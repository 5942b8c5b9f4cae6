use std::fs;
use std::path::Path;

use rusqlite::{Connection, OptionalExtension, Params, Row, params};
use uuid::Uuid;

use twin_core::{DisplayedEntry, RecordId, Repository, StoredRecord, TokenRecord};

use crate::error::{Result, StoreError};
use crate::schema;

/// File name of the database inside a data directory.
pub const DATABASE_FILE: &str = "twin.db";

pub struct Store {
    conn: Connection,
}

/// A corpus row as listed for administration. `seq` is its archive number,
/// the value `delete_range` selects on.
#[derive(Debug, Clone, PartialEq)]
pub struct ArchivedToken {
    pub seq: i64,
    pub stored: StoredRecord,
}

impl Store {
    pub fn open(path: &Path) -> Result<Self> {
        let conn = Connection::open(path)?;
        schema::initialize(&conn)?;
        Ok(Self { conn })
    }

    /// Open `<dir>/twin.db`, creating the directory if needed.
    pub fn open_in_dir(dir: &Path) -> Result<Self> {
        fs::create_dir_all(dir).map_err(|e| {
            StoreError::InvalidData(format!("failed to create {}: {e}", dir.display()))
        })?;
        Self::open(&dir.join(DATABASE_FILE))
    }

    pub fn open_in_memory() -> Result<Self> {
        let conn = Connection::open_in_memory()?;
        schema::initialize(&conn)?;
        Ok(Self { conn })
    }

    pub fn conn(&self) -> &Connection {
        &self.conn
    }

    // --- Corpus ---

    pub fn count(&self) -> Result<usize> {
        let n: i64 = self
            .conn
            .query_row("SELECT COUNT(*) FROM tokens", [], |row| row.get(0))?;
        Ok(n as usize)
    }

    /// Newest records first. Undecodable rows are skipped with a warning.
    pub fn list_recent(&self, limit: usize) -> Result<Vec<ArchivedToken>> {
        let mut stmt = self.conn.prepare(
            "SELECT id, indicators, created_at, rowid FROM tokens ORDER BY rowid DESC LIMIT ?1",
        )?;
        let rows = stmt
            .query_map([limit as i64], |row| Ok((raw_stored(row)?, row.get::<_, i64>(3)?)))?
            .collect::<std::result::Result<Vec<_>, _>>()?;
        Ok(rows
            .into_iter()
            .filter_map(|(raw, seq)| {
                decode_or_skip(raw).map(|stored| ArchivedToken { seq, stored })
            })
            .collect())
    }

    /// `(name, contract_address)` for every record with an address, by name.
    pub fn list_contracts(&self) -> Result<Vec<(String, String)>> {
        let mut stmt = self.conn.prepare(
            "SELECT name, contract_address FROM tokens
             WHERE contract_address IS NOT NULL AND contract_address != ''
             ORDER BY name, rowid",
        )?;
        let contracts = stmt
            .query_map([], |row| Ok((row.get(0)?, row.get(1)?)))?
            .collect::<std::result::Result<Vec<_>, _>>()?;
        Ok(contracts)
    }

    /// Delete every archived record carrying `contract_address`. Returns the
    /// number removed and their names.
    pub fn delete_by_contract(&self, contract_address: &str) -> Result<(usize, Vec<String>)> {
        let (deleted, names) =
            self.delete_where("contract_address = ?1", params![contract_address])?;
        if deleted > 0 {
            tracing::info!(contract_address, deleted, "deleted archived records");
        }
        Ok((deleted, names))
    }

    /// Delete one record by id. Returns its name if it existed.
    pub fn delete_by_id(&self, id: &RecordId) -> Result<Option<String>> {
        let id = id.to_string();
        let (_, names) = self.delete_where("id = ?1", params![id])?;
        if let Some(name) = names.first() {
            tracing::info!(id, name, "deleted archived record");
        }
        Ok(names.into_iter().next())
    }

    /// Delete every record named exactly `name`. Returns how many went.
    pub fn delete_by_name(&self, name: &str) -> Result<usize> {
        let (deleted, _) = self.delete_where("name = ?1", params![name])?;
        if deleted > 0 {
            tracing::info!(name, deleted, "deleted archived records");
        }
        Ok(deleted)
    }

    /// Delete the most recently archived record. Returns its name, or `None`
    /// when the corpus is empty.
    pub fn delete_last(&self) -> Result<Option<String>> {
        let (_, names) =
            self.delete_where("rowid = (SELECT MAX(rowid) FROM tokens)", params![])?;
        if let Some(name) = names.first() {
            tracing::info!(name, "deleted last archived record");
        }
        Ok(names.into_iter().next())
    }

    /// Delete records whose archive number lies in `first..=last`.
    pub fn delete_range(&self, first: i64, last: i64) -> Result<(usize, Vec<String>)> {
        let (deleted, names) =
            self.delete_where("rowid BETWEEN ?1 AND ?2", params![first, last])?;
        if deleted > 0 {
            tracing::info!(first, last, deleted, "deleted archived range");
        }
        Ok((deleted, names))
    }

    /// Empty the corpus. Settings and the de-dup set are kept.
    pub fn clear_all(&self) -> Result<usize> {
        let deleted = self.conn.execute("DELETE FROM tokens", [])?;
        tracing::info!(deleted, "cleared archive");
        Ok(deleted)
    }

    /// Names of the rows matching `filter` (oldest first), then delete them,
    /// in one transaction.
    fn delete_where<P>(&self, filter: &str, params: P) -> Result<(usize, Vec<String>)>
    where
        P: Params + Copy,
    {
        let tx = self.conn.unchecked_transaction()?;
        let mut stmt =
            tx.prepare(&format!("SELECT name FROM tokens WHERE {filter} ORDER BY rowid"))?;
        let names: Vec<String> = stmt
            .query_map(params, |row| row.get(0))?
            .collect::<std::result::Result<_, _>>()?;
        drop(stmt);

        let deleted = tx.execute(&format!("DELETE FROM tokens WHERE {filter}"), params)?;
        tx.commit()?;
        Ok((deleted, names))
    }

    // --- De-dup set ---

    pub fn displayed_count(&self) -> Result<usize> {
        let n: i64 = self.conn.query_row(
            "SELECT COUNT(*) FROM displayed_contracts",
            [],
            |row| row.get(0),
        )?;
        Ok(n as usize)
    }

    /// Most recently displayed first.
    pub fn list_displayed(&self) -> Result<Vec<DisplayedEntry>> {
        let mut stmt = self.conn.prepare(
            "SELECT contract_address, token_name, similarity, displayed_at
             FROM displayed_contracts ORDER BY displayed_at DESC, rowid DESC",
        )?;
        let entries = stmt
            .query_map([], |row| {
                Ok(DisplayedEntry {
                    contract_address: row.get(0)?,
                    token_name: row.get(1)?,
                    similarity: row.get(2)?,
                    displayed_at: row.get(3)?,
                })
            })?
            .collect::<std::result::Result<Vec<_>, _>>()?;
        Ok(entries)
    }

    /// Fold the WAL into the main database file.
    pub fn checkpoint(&self) -> Result<()> {
        self.conn.execute_batch("PRAGMA wal_checkpoint(TRUNCATE);")?;
        tracing::info!("WAL checkpoint complete");
        Ok(())
    }
}

impl Repository for Store {
    type Error = StoreError;

    fn insert(&self, record: &TokenRecord) -> Result<RecordId> {
        let id = RecordId::new();
        let indicators = serde_json::to_string(record)?;
        self.conn.execute(
            "INSERT INTO tokens (id, name, contract_address, raw_text, indicators)
             VALUES (?1, ?2, ?3, ?4, ?5)",
            params![
                id.to_string(),
                record.name,
                record.contract_address,
                record.raw_text,
                indicators,
            ],
        )?;
        Ok(id)
    }

    /// Every decodable record in insertion order. Undecodable rows are
    /// skipped with a warning.
    fn list_all(&self) -> Result<Vec<TokenRecord>> {
        let mut stmt = self
            .conn
            .prepare("SELECT id, indicators, created_at FROM tokens ORDER BY rowid")?;
        let rows = stmt
            .query_map([], raw_stored)?
            .collect::<std::result::Result<Vec<_>, _>>()?;
        Ok(rows
            .into_iter()
            .filter_map(decode_or_skip)
            .map(|stored| stored.record)
            .collect())
    }

    fn find_by_contract(&self, contract_address: &str) -> Result<Option<StoredRecord>> {
        let raw = self
            .conn
            .query_row(
                "SELECT id, indicators, created_at FROM tokens
                 WHERE contract_address = ?1 ORDER BY rowid LIMIT 1",
                [contract_address],
                raw_stored,
            )
            .optional()?;
        raw.map(decode_stored).transpose()
    }

    fn get_setting(&self, key: &str, default: &str) -> Result<String> {
        let value = self
            .conn
            .query_row("SELECT value FROM settings WHERE key = ?1", [key], |row| {
                row.get(0)
            })
            .optional()?;
        Ok(value.unwrap_or_else(|| default.to_string()))
    }

    fn set_setting(&self, key: &str, value: &str) -> Result<()> {
        self.conn.execute(
            "INSERT OR REPLACE INTO settings (key, value, updated_at)
             VALUES (?1, ?2, datetime('now'))",
            params![key, value],
        )?;
        Ok(())
    }

    fn is_displayed(&self, contract_address: &str) -> Result<bool> {
        let found = self
            .conn
            .query_row(
                "SELECT 1 FROM displayed_contracts WHERE contract_address = ?1",
                [contract_address],
                |_| Ok(()),
            )
            .optional()?;
        Ok(found.is_some())
    }

    /// The primary key decides between concurrent writers: only the
    /// insert that lands reports `true`.
    fn mark_displayed(
        &self,
        contract_address: &str,
        token_name: &str,
        similarity: f64,
    ) -> Result<bool> {
        let inserted = self.conn.execute(
            "INSERT OR IGNORE INTO displayed_contracts (contract_address, token_name, similarity)
             VALUES (?1, ?2, ?3)",
            params![contract_address, token_name, similarity],
        )?;
        Ok(inserted == 1)
    }

    fn clear_displayed(&self) -> Result<usize> {
        let cleared = self.conn.execute("DELETE FROM displayed_contracts", [])?;
        Ok(cleared)
    }
}

type RawStored = (String, String, String);

fn raw_stored(row: &Row<'_>) -> rusqlite::Result<RawStored> {
    Ok((row.get(0)?, row.get(1)?, row.get(2)?))
}

fn decode_stored((id, json, created_at): RawStored) -> Result<StoredRecord> {
    Ok(StoredRecord {
        id: RecordId(parse_uuid(&id)?),
        record: serde_json::from_str(&json)?,
        created_at,
    })
}

fn decode_or_skip(raw: RawStored) -> Option<StoredRecord> {
    let id = raw.0.clone();
    match decode_stored(raw) {
        Ok(stored) => Some(stored),
        Err(e) => {
            tracing::warn!(id = %id, error = %e, "skipping undecodable token row");
            None
        }
    }
}

fn parse_uuid(s: &str) -> Result<Uuid> {
    Uuid::parse_str(s).map_err(|e| StoreError::InvalidData(format!("invalid UUID '{s}': {e}")))
}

★ ★ ★ ★

**What to produce**. With the line holding "Ok(contracts)" as the first and the line holding "let id = id.to_string();" as the last, please transcribe exactly the lines of the material above in that range and nothing else.

**Exercise result**.
        Ok(contracts)
    }

    /// Delete every archived record carrying `contract_address`. Returns the
    /// number removed and their names.
    pub fn delete_by_contract(&self, contract_address: &str) -> Result<(usize, Vec<String>)> {
        let (deleted, names) =
            self.delete_where("contract_address = ?1", params![contract_address])?;
        if deleted > 0 {
            tracing::info!(contract_address, deleted, "deleted archived records");
        }
        Ok((deleted, names))
    }

    /// Delete one record by id. Returns its name if it existed.
    pub fn delete_by_id(&self, id: &RecordId) -> Result<Option<String>> {
        let id = id.to_string();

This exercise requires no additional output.